僕は別に麦茶が飲みたくて飲んでいたわけではなく、麦茶がそこにあり、水分補給として一番手っ取り早かったからだ、と。水でも良くないか、と。なんなら、水の方が味の主張がなく、理想的ではないか、と。

 

そういうわけで、僕の水分補給の9割は水になった。
大抵、僕のカバンの中には、いろはすクリスタルガイザーが身を潜めている。たまに、アルプスの天然水。
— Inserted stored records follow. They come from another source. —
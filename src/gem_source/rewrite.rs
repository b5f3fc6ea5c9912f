//! Prefix stripping that lets several sources share one HTTP entry point.

use std::{collections::HashMap, ops::Range};

use regex::Regex;
use thiserror::Error;
use tracing::info;

#[derive(Debug, Error)]
pub enum PatternError {
    #[error("invalid path pattern '{pattern}': {source}")]
    Invalid {
        pattern: String,
        #[source]
        source: regex::Error,
    },
}

/// What a source mounts on.
#[derive(Debug, Clone)]
pub enum PathMatcher {
    /// Literal text compared character for character. Regex metacharacters
    /// have no special meaning here.
    Prefix(String),
    /// Compiled pattern, always anchored at the start of the path.
    Pattern(Regex),
}

impl PathMatcher {
    pub fn prefix(prefix: impl Into<String>) -> Self {
        Self::Prefix(prefix.into())
    }

    pub fn pattern(pattern: &str) -> Result<Self, PatternError> {
        Regex::new(&format!(r"\A(?:{pattern})"))
            .map(Self::Pattern)
            .map_err(|source| PatternError::Invalid {
                pattern: pattern.to_string(),
                source,
            })
    }

    /// Matches at position 0 of `haystack` only.
    pub fn find(&self, haystack: &str) -> Option<PathMatch> {
        match self {
            Self::Prefix(prefix) => haystack.starts_with(prefix.as_str()).then(|| PathMatch {
                span: 0..prefix.len(),
                text: prefix.clone(),
                captures: HashMap::new(),
            }),
            Self::Pattern(regex) => {
                let caps = regex.captures(haystack)?;
                let whole = caps.get(0)?;
                if whole.start() != 0 {
                    return None;
                }
                let captures = regex
                    .capture_names()
                    .flatten()
                    .filter_map(|name| {
                        caps.name(name)
                            .map(|m| (name.to_string(), m.as_str().to_string()))
                    })
                    .collect();
                Some(PathMatch {
                    span: whole.range(),
                    text: whole.as_str().to_string(),
                    captures,
                })
            }
        }
    }
}

/// A successful match: the byte span, the matched text and named captures.
#[derive(Debug, Clone, PartialEq, Eq)]
pub struct PathMatch {
    pub span: Range<usize>,
    pub text: String,
    pub captures: HashMap<String, String>,
}

impl PathMatch {
    pub fn capture(&self, name: &str) -> Option<&str> {
        self.captures.get(name).map(String::as_str)
    }
}

/// Strips the leading match of `matcher` from both `raw_uri` and
/// `decoded_path`.
///
/// Both strings must match before either is touched; otherwise both are left
/// as they were and `None` is returned. Each string loses its own match span,
/// so the two spans may differ in length when percent-encoding differs. The
/// returned match is the one found in `decoded_path`.
pub fn rewrite(
    raw_uri: &mut String,
    decoded_path: &mut String,
    matcher: &PathMatcher,
) -> Option<PathMatch> {
    let uri_match = matcher.find(raw_uri)?;
    let path_match = matcher.find(decoded_path)?;

    let before = raw_uri.clone();
    raw_uri.replace_range(uri_match.span, "");
    decoded_path.replace_range(path_match.span.clone(), "");
    info!(from = %before, to = %raw_uri, "rewriting request path");

    Some(path_match)
}
use std::{sync::Arc, time::Duration};

use anyhow::{Context, Result, anyhow};
use async_trait::async_trait;
use url::Url;

use super::{DependencyProvider, DependencySpec, GemNameBatch};
use crate::config::UpstreamConfig;

const UA: &str = concat!("gemgate/", env!("CARGO_PKG_VERSION"));
const DEPENDENCIES_JSON: &str = "api/v1/dependencies.json";

/// Hands out a dependency provider for a given upstream registry.
pub trait UpstreamResolver: Send + Sync {
    fn resolve(&self, upstream: &Url) -> Arc<dyn DependencyProvider>;
}

/// Shared HTTP client for upstream dependency lookups.
#[derive(Clone)]
pub struct HttpUpstreams {
    client: reqwest::Client,
}

impl HttpUpstreams {
    pub fn new(config: &UpstreamConfig) -> Result<Self> {
        let client = reqwest::Client::builder()
            .user_agent(UA)
            .timeout(Duration::from_secs(config.timeout_secs))
            .build()
            .context("building upstream http client")?;

        tracing::info!(
            timeout_secs = config.timeout_secs,
            default_upstream = %config.url,
            "upstream client initialized"
        );

        Ok(Self { client })
    }
}

impl UpstreamResolver for HttpUpstreams {
    fn resolve(&self, upstream: &Url) -> Arc<dyn DependencyProvider> {
        Arc::new(UpstreamDependencies {
            client: self.client.clone(),
            base: upstream.clone(),
        })
    }
}

/// Fetches dependency records from one upstream's JSON dependency API.
pub struct UpstreamDependencies {
    client: reqwest::Client,
    base: Url,
}

impl UpstreamDependencies {
    pub fn endpoint(&self, gems: &GemNameBatch) -> Result<Url> {
        let mut base = self.base.clone();
        if !base.path().ends_with('/') {
            let path = format!("{}/", base.path());
            base.set_path(&path);
        }
        let mut url = base
            .join(DEPENDENCIES_JSON)
            .with_context(|| format!("joining dependency endpoint onto {}", self.base))?;
        url.query_pairs_mut()
            .append_pair("gems", &gems.to_query_value());
        Ok(url)
    }
}

#[async_trait]
impl DependencyProvider for UpstreamDependencies {
    async fn fetch(&self, gems: &GemNameBatch) -> Result<Vec<DependencySpec>> {
        let url = self.endpoint(gems)?;
        let response = self
            .client
            .get(url.clone())
            .send()
            .await
            .with_context(|| format!("requesting {url}"))?;

        let status = response.status();
        if !status.is_success() {
            return Err(anyhow!("{url} returned {status}"));
        }

        response
            .json::<Vec<DependencySpec>>()
            .await
            .with_context(|| format!("decoding dependency list from {url}"))
    }
}
use anyhow::{Context, Result};
use serde::Deserialize;
use tracing_subscriber::EnvFilter;

#[derive(Debug, Clone, Deserialize)]
pub struct LoggingConfig {
    /// Default filter directive; `RUST_LOG` wins when set.
    #[serde(default = "LoggingConfig::default_level")]
    pub level: String,
    #[serde(default)]
    pub json: bool,
}

impl LoggingConfig {
    fn default_level() -> String {
        "info".to_string()
    }

    pub fn env_filter(&self) -> Result<EnvFilter> {
        EnvFilter::try_from_default_env()
            .or_else(|_| EnvFilter::try_new(&self.level))
            .with_context(|| format!("building log filter from '{}'", self.level))
    }
}

impl Default for LoggingConfig {
    fn default() -> Self {
        Self {
            level: LoggingConfig::default_level(),
            json: false,
        }
    }
}
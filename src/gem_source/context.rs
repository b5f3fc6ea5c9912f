use anyhow::{Context, Result};
use bytes::Bytes;
use rama::http::{
    HeaderMap, HeaderValue, Method, StatusCode,
    header::{self, HeaderName},
};

use super::env::{QueryParams, RequestEnv};

/// A complete response produced by a source.
#[derive(Debug, Clone, PartialEq)]
pub struct Reply {
    pub status: StatusCode,
    pub headers: HeaderMap,
    pub body: Bytes,
}

impl Reply {
    pub fn empty(status: StatusCode) -> Self {
        Self {
            status,
            headers: HeaderMap::new(),
            body: Bytes::new(),
        }
    }

    pub fn content_type(&self) -> Option<&str> {
        self.headers
            .get(header::CONTENT_TYPE)
            .and_then(|v| v.to_str().ok())
    }

    pub fn header(&self, name: &str) -> Option<&str> {
        self.headers.get(name).and_then(|v| v.to_str().ok())
    }
}

/// Result of a step that may end the request early.
#[derive(Debug)]
pub enum Flow<T> {
    Continue(T),
    Halt(Reply),
}

/// The slice of request/response handling a source is allowed to touch.
///
/// Borrows the request for one request's lifetime and accumulates response
/// headers until the source produces its [`Reply`].
pub struct SourceContext<'a> {
    env: &'a RequestEnv,
    headers: HeaderMap,
}

impl<'a> SourceContext<'a> {
    pub fn new(env: &'a RequestEnv) -> Self {
        Self {
            env,
            headers: HeaderMap::new(),
        }
    }

    pub fn params(&self) -> &QueryParams {
        &self.env.params
    }

    pub fn param(&self, key: &str) -> Option<&str> {
        self.env.params.get(key).map(String::as_str)
    }

    pub fn method(&self) -> &Method {
        &self.env.method
    }

    /// Decoded path after any mount prefix was stripped.
    pub fn path(&self) -> &str {
        self.env.path()
    }

    /// Raw request target after any mount prefix was stripped.
    pub fn request_uri(&self) -> &str {
        &self.env.request_uri
    }

    pub fn request_header(&self, name: &str) -> Option<&str> {
        self.env.headers.get(name).and_then(|v| v.to_str().ok())
    }

    pub fn header(&self, name: &str) -> Option<&str> {
        self.headers.get(name).and_then(|v| v.to_str().ok())
    }

    pub fn set_header(&mut self, name: HeaderName, value: &str) -> Result<()> {
        let value = HeaderValue::from_str(value)
            .with_context(|| format!("invalid value for header {name}"))?;
        self.headers.insert(name, value);
        Ok(())
    }

    pub fn content_type(&self) -> Option<&str> {
        self.header(header::CONTENT_TYPE.as_str())
    }

    pub fn set_content_type(&mut self, content_type: &'static str) {
        self.headers
            .insert(header::CONTENT_TYPE, HeaderValue::from_static(content_type));
    }

    /// Sets `Cache-Control` from directives such as `["public", "max-age=60"]`.
    pub fn cache_control(&mut self, directives: &[&str]) -> Result<()> {
        self.set_header(header::CACHE_CONTROL, &directives.join(", "))
    }

    /// Ends the request with `status` and `body`. Headers set so far are kept.
    pub fn halt(&self, status: StatusCode, body: impl Into<Bytes>) -> Reply {
        Reply {
            status,
            headers: self.headers.clone(),
            body: body.into(),
        }
    }

    /// Normal completion; same shape as [`SourceContext::halt`].
    pub fn finish(self, status: StatusCode, body: impl Into<Bytes>) -> Reply {
        Reply {
            status,
            headers: self.headers,
            body: body.into(),
        }
    }
}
明確にこれが飲みたい、となって飲み物を飲むとき以外、つまり、純粋な水分補給では水で十分足りると思う。

 

たまには、清涼飲料水を飲みたくなる時もある。しかし、もっぱらコカ・コーラだ。しかも、ゼロ。赤コーラは黒コーラが無かったときの妥協策でしか飲まない。
黒コーラ派が僕の周りに圧倒的に少ないのは不思議で仕様がない。人工甘味料の味が苦手なのだろうか。踏み込んで議論していないので詳しいことは知らない。
僕から言わせてもらえば、赤コーラは甘過ぎる。甘いものは大好きだが、清涼飲料水の甘さは好きじゃない。甘さそのものではなく、口に含み喉を通ったあとも、口のなかに残る甘さとねっちょりした感じが嫌いだ。飲んだらうがいしたくなる。それに比べ黒コーラはスッキリしてるのがいい。
それと、黒コーラの方が炭酸も強い(気がする)。赤コーラが砂糖水に炭酸を加えてできたものなら、黒コーラは炭酸水に人工甘味料を加えてできたもの、みたいな感じ。

 

コーラと似て非なる黒い悪魔的な液体がこの世にもう1つある。コーヒーだ。コーヒーなしではもう生きられない身体になってしまった。
どちらも好きとなるとただのカフェイン中毒者なのかもしれない。